For the potentially infringing use of a trademark or service mark, fair use by a non-owner of the mark falls under two categories:
- Nominative fair use: referencing a mark to identify the actual goods and services that the trademark holder identifies with the mark. For example, it is not trademark infringement to refer to a printer produced by Casio as a "Casio printer".
- Descriptive fair use: Using a descriptive mark in an ordinary, descriptive manner to describe a product or service. For example, describing a component within a dehumidifier as "honeycomb-shaped" was a fair use of a registered trademark for HONEYCOMBE dehumidifiers. In other words, for descriptive fair use to arise, the following must be true:
  - Plaintiff owns a mark that is descriptive of its goods or services (i.e., it immediately conveys information regarding quality, characteristic, function, feature, or intended use of the goods/services). If Plaintiff's mark is suggestive (i.e., it requires thought or imagination to understand the nature of the underlying goods or services, such as TIDE for laundry detergent), arbitrary (i.e., a word or phrase that exists in language, but has no relation to the goods or services, such as APPLE for computers), or fanciful (i.e., a new word, created as a trademark, such as KODAK for cameras), descriptive fair use does not apply.
  - Defendant uses the mark as a descriptive word or phrase (i.e., to accurately describe something). If Defendant uses the mark as a trademark (i.e., a brand, product name, company name, etc.) or if Defendant uses the term in a suggestive manner, it is not descriptive fair use.

Nominative fair use of a mark may also occur within the context of comparative advertising.

Under U.S. Supreme Court precedent, the fair use defense in trademark law is not precluded by the possibility of confusion.

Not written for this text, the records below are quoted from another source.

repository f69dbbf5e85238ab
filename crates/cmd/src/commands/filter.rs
// SPDX-FileCopyrightText: 2025 Caspar Water Company
//
// SPDX-License-Identifier: Apache-2.0

use std::io::Write;

use anyhow::Result;
use chrono::NaiveDate;
use clap::{Args, ValueEnum};
use neoquery::{Dashboard, DateRange, FilterState, HazardFilter, QueryStore, filter};

use crate::common::{OutputFormat, write_table};

#[derive(Clone, Copy, Debug, PartialEq, Eq, ValueEnum)]
pub enum HazardChoice {
    Any,
    True,
    False,
}

impl From<HazardChoice> for HazardFilter {
    fn from(choice: HazardChoice) -> Self {
        match choice {
            HazardChoice::Any => HazardFilter::Any,
            HazardChoice::True => HazardFilter::True,
            HazardChoice::False => HazardFilter::False,
        }
    }
}

fn bounded(s: &str, min: f64, max: f64) -> Result<f64, String> {
    let v: f64 = s.parse().map_err(|_| format!("'{}' is not a number", s))?;
    if !(min..=max).contains(&v) {
        return Err(format!("{} is outside {}..={}", v, min, max));
    }
    Ok(v)
}

fn velocity(s: &str) -> Result<f64, String> {
    bounded(s, 0.0, 100000.0)
}

fn diameter(s: &str) -> Result<f64, String> {
    bounded(s, 0.0, 10.0)
}

fn au(s: &str) -> Result<f64, String> {
    bounded(s, 0.0, 1.0)
}

fn lunar(s: &str) -> Result<f64, String> {
    bounded(s, 0.0, 200.0)
}

/// Filter widgets. Ranges are checked here; the query builder takes
/// whatever it is given.
#[derive(Args, Debug, Clone)]
pub struct FilterArgs {
    /// Minimum relative velocity (km/h), 0-100000
    #[arg(long, default_value = "25000", value_parser = velocity)]
    pub min_velocity: f64,

    /// Minimum of the asteroid's min estimated diameter (km), 0-10
    #[arg(long, default_value = "0.5", value_parser = diameter)]
    pub min_diameter: f64,

    /// Minimum of the asteroid's max estimated diameter (km), 0-10
    #[arg(long, default_value = "0.5", value_parser = diameter)]
    pub max_diameter: f64,

    /// Maximum miss distance (AU), 0-1
    #[arg(long, default_value = "0.05", value_parser = au)]
    pub max_au: f64,

    /// Maximum miss distance (lunar distances), 0-200
    #[arg(long, default_value = "200", value_parser = lunar)]
    pub max_lunar: f64,

    /// Hazardous state
    #[arg(long, value_enum, default_value_t = HazardChoice::Any)]
    pub hazard: HazardChoice,

    /// First approach date (YYYY-MM-DD); ignored without --to
    #[arg(long)]
    pub from: Option<NaiveDate>,

    /// Last approach date (YYYY-MM-DD); ignored without --from
    #[arg(long)]
    pub to: Option<NaiveDate>,
}

impl FilterArgs {
    pub fn to_state(&self) -> FilterState {
        FilterState {
            min_velocity: self.min_velocity,
            min_diameter: self.min_diameter,
            max_diameter: self.max_diameter,
            max_au: self.max_au,
            max_lunar_distance: self.max_lunar,
            hazard: self.hazard.into(),
            date_range: DateRange::from_parts(self.from, self.to),
        }
    }
}

pub fn filter_command<S: QueryStore, W: Write>(
    out: &mut W,
    dashboard: &Dashboard<S>,
    args: &FilterArgs,
    format: OutputFormat,
    show_sql: bool,
) -> Result<()> {
    let state = args.to_state();

    if show_sql {
        let query = filter::build(&state);
        writeln!(out, "{}", query.sql)?;
        let params: Vec<String> = query.params.iter().map(|p| p.to_string()).collect();
        writeln!(out, "params: [{}]", params.join(", "))?;
    }

    let table = dashboard.apply(&state)?;
    if format != OutputFormat::Count {
        writeln!(out, "{} records found", table.num_rows())?;
    }
    write_table(out, &table, format)
}

#[cfg(test)]
mod tests {
    use super::*;

    #[test]
    fn test_bounds() {
        assert_eq!(velocity("100000"), Ok(100000.0));
        assert!(velocity("100001").is_err());
        assert!(diameter("-0.1").is_err());
        assert_eq!(au("0.05"), Ok(0.05));
        assert!(au("1.5").is_err());
        assert!(lunar("abc").is_err());
    }

    #[test]
    fn test_bounds_reject_non_finite() {
        assert!(velocity("NaN").is_err());
        assert!(au("nan").is_err());
        assert!(diameter("inf").is_err());
        assert!(lunar("-inf").is_err());
    }

    #[test]
    fn test_hazard_choice() {
        assert_eq!(HazardFilter::from(HazardChoice::Any), HazardFilter::Any);
        assert_eq!(HazardFilter::from(HazardChoice::True), HazardFilter::True);
        assert_eq!(HazardFilter::from(HazardChoice::False), HazardFilter::False);
    }
}
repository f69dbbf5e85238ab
// SPDX-FileCopyrightText: 2025 Caspar Water Company
//
// SPDX-License-Identifier: Apache-2.0

pub mod commands;
pub mod common;
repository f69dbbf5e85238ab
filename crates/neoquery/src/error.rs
// SPDX-FileCopyrightText: 2025 Caspar Water Company
//
// SPDX-License-Identifier: Apache-2.0

use std::path::PathBuf;
use thiserror::Error;

pub type Result<T> = std::result::Result<T, NeoError>;

#[derive(Debug, Error)]
pub enum NeoError {
    /// The store could not be opened (missing file, locked, bad access mode).
    #[error("Failed to open database {}: {source}", .path.display())]
    Connection {
        path: PathBuf,
        #[source]
        source: duckdb::Error,
    },

    #[error("No catalog query labelled '{0}'")]
    QueryNotFound(String),

    /// Prepare, bind or execute failed inside the store.
    #[error("Query failed: {0}")]
    Query(#[from] duckdb::Error),

    #[error("Database location not configured: {0}")]
    NotConfigured(String),

    #[error("Config error: {0}")]
    Config(#[from] serde_yaml_ng::Error),

    #[error("IO error: {0}")]
    Io(#[from] std::io::Error),
}

impl NeoError {
    pub fn connection<P: Into<PathBuf>>(path: P, source: duckdb::Error) -> Self {
        NeoError::Connection {
            path: path.into(),
            source,
        }
    }

    pub fn query_not_found<S: AsRef<str>>(label: S) -> Self {
        NeoError::QueryNotFound(label.as_ref().to_string())
    }
}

However, courts may consider the possibility of confusion in analyzing whether a use is fair or not. Intent to show confusion is also relevant; hence, as a general rule the trademark should be used no more than necessary for the legitimate purpose. By the same token, use of a word mark is preferred to a logo, and a word mark in the same style of type as surrounding text is preferred to a word mark in its trademarked distinctive type.
==Fair use in different jurisdictions==
===China===
In China, fair use is also permitted for trademarks but the doctrine revolves around the impact on consumers' ability to identify the source of the goods or services. The China Supreme Court's official interpretation of the trademark law directs judges to determine whether a disputed use is "in a manner that is likely to cause confusion" to the public, in which case the use gives rise to civil liability.